§ WORK REQUIRED
Copy every line in the listing that contains "missing".

——————————

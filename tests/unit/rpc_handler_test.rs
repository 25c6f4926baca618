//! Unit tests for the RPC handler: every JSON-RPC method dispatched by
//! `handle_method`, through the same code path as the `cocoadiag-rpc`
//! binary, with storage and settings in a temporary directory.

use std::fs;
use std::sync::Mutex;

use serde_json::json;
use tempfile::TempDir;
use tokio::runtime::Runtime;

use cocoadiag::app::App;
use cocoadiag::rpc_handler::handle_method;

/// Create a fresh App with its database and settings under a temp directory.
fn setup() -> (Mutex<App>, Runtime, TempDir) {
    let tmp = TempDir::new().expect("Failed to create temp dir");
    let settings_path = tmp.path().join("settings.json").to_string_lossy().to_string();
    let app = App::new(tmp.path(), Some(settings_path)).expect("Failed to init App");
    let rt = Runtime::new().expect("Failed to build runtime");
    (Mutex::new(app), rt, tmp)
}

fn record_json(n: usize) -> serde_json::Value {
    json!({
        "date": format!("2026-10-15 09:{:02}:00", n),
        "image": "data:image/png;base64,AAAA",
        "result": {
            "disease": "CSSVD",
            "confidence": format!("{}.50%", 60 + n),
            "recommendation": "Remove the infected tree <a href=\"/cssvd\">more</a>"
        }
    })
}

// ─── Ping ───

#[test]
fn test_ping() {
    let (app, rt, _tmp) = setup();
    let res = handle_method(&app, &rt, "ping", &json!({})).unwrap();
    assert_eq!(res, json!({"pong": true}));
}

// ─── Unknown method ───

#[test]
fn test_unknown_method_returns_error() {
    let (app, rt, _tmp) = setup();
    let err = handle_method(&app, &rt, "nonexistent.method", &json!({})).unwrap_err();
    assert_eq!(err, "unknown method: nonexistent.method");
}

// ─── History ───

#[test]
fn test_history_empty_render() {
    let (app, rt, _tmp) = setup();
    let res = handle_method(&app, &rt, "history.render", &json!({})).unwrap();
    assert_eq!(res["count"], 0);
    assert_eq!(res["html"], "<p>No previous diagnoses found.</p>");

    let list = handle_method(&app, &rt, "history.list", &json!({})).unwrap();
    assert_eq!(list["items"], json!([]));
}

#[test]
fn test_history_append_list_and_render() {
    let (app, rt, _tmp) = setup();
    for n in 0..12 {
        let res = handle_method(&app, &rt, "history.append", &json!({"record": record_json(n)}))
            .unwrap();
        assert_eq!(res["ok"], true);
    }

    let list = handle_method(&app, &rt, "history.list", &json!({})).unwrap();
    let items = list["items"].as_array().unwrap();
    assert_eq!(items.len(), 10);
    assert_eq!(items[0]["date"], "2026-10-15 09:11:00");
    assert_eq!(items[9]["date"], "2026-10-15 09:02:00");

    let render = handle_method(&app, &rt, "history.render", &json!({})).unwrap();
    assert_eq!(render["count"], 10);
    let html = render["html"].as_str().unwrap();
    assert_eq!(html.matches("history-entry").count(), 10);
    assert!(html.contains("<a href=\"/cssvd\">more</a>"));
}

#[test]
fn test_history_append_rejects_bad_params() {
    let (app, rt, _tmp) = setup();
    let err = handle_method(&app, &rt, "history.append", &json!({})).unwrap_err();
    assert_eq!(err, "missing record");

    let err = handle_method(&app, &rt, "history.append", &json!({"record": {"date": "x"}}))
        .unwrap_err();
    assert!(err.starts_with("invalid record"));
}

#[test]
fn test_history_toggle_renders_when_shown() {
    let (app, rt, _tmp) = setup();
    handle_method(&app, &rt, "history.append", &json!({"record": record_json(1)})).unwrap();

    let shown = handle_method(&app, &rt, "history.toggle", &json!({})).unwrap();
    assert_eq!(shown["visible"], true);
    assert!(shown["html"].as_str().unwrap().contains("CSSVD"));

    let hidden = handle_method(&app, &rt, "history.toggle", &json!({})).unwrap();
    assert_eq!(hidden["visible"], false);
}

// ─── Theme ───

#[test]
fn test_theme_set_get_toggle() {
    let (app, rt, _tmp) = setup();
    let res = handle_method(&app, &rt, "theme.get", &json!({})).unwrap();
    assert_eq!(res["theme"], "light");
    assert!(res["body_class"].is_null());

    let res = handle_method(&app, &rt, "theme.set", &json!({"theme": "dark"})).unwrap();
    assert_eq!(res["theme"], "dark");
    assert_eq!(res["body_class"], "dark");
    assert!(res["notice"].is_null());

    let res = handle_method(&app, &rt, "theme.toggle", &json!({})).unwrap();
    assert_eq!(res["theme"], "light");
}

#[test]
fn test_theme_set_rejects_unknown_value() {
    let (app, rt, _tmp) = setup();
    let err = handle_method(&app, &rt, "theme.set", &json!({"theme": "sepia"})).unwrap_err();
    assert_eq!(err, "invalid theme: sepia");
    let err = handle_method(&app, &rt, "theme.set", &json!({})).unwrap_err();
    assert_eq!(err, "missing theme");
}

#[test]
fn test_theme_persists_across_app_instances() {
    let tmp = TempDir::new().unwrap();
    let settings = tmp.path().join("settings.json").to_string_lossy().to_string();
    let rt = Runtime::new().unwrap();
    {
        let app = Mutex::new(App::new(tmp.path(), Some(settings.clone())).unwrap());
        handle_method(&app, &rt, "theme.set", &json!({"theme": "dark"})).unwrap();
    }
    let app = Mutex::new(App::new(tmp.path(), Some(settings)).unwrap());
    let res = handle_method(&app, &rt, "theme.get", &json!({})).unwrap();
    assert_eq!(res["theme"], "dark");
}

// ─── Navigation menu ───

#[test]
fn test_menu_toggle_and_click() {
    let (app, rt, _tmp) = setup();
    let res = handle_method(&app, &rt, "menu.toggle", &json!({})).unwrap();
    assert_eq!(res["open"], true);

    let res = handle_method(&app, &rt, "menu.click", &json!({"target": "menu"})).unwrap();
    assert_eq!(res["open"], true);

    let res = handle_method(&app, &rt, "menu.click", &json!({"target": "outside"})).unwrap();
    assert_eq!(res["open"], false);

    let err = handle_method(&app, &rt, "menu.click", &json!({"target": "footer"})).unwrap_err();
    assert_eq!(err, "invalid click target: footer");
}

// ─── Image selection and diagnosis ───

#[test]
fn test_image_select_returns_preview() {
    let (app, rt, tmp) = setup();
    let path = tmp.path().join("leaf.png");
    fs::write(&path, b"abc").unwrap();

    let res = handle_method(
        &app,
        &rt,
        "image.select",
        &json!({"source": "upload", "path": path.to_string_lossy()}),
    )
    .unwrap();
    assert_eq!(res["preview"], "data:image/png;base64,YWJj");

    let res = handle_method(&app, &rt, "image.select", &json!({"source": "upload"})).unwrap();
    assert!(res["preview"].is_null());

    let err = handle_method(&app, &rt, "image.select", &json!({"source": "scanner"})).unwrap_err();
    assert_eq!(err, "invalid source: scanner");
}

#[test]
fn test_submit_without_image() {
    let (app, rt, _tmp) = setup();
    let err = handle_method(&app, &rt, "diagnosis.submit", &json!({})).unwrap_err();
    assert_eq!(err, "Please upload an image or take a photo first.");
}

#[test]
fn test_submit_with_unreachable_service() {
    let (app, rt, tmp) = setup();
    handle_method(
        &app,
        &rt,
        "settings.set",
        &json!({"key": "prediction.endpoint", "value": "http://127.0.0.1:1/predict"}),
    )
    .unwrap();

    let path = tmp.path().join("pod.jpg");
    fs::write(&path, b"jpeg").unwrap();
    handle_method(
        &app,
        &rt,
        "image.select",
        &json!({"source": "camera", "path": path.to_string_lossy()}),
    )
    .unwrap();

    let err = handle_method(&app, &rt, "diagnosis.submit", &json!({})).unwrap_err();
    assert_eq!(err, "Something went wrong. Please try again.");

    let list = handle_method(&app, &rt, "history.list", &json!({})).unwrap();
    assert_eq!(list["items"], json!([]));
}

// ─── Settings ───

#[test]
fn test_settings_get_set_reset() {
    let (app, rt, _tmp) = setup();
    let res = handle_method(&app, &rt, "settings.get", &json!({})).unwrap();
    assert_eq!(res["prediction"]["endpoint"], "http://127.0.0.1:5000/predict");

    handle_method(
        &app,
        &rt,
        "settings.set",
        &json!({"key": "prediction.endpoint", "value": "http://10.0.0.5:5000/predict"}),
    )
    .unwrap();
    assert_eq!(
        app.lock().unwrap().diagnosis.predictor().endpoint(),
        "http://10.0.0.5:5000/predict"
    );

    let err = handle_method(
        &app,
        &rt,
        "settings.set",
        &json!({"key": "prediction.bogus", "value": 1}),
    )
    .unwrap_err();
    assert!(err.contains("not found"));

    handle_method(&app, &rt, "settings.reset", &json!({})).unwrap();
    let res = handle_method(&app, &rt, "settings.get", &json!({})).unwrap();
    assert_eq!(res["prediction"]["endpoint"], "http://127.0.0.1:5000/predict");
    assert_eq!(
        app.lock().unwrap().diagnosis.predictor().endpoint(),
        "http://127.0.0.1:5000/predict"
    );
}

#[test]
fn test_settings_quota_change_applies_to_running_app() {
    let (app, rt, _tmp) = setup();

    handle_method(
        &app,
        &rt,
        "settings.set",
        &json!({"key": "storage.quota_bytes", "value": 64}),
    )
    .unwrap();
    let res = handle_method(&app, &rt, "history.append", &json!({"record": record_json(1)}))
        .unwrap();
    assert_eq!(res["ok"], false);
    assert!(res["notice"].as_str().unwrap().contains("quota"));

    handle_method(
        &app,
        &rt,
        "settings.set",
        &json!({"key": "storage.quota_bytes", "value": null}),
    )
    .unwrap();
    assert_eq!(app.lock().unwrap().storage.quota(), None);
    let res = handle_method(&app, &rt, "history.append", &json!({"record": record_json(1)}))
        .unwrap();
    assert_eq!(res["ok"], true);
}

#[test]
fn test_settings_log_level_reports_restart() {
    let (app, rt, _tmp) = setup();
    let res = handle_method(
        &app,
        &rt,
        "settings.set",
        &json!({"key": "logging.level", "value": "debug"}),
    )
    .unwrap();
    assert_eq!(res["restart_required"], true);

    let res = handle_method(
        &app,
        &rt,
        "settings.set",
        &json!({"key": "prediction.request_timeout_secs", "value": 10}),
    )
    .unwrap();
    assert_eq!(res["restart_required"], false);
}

——————————

§ RESULT OF THIS TASK
    assert_eq!(err, "missing record");
    assert_eq!(err, "missing theme");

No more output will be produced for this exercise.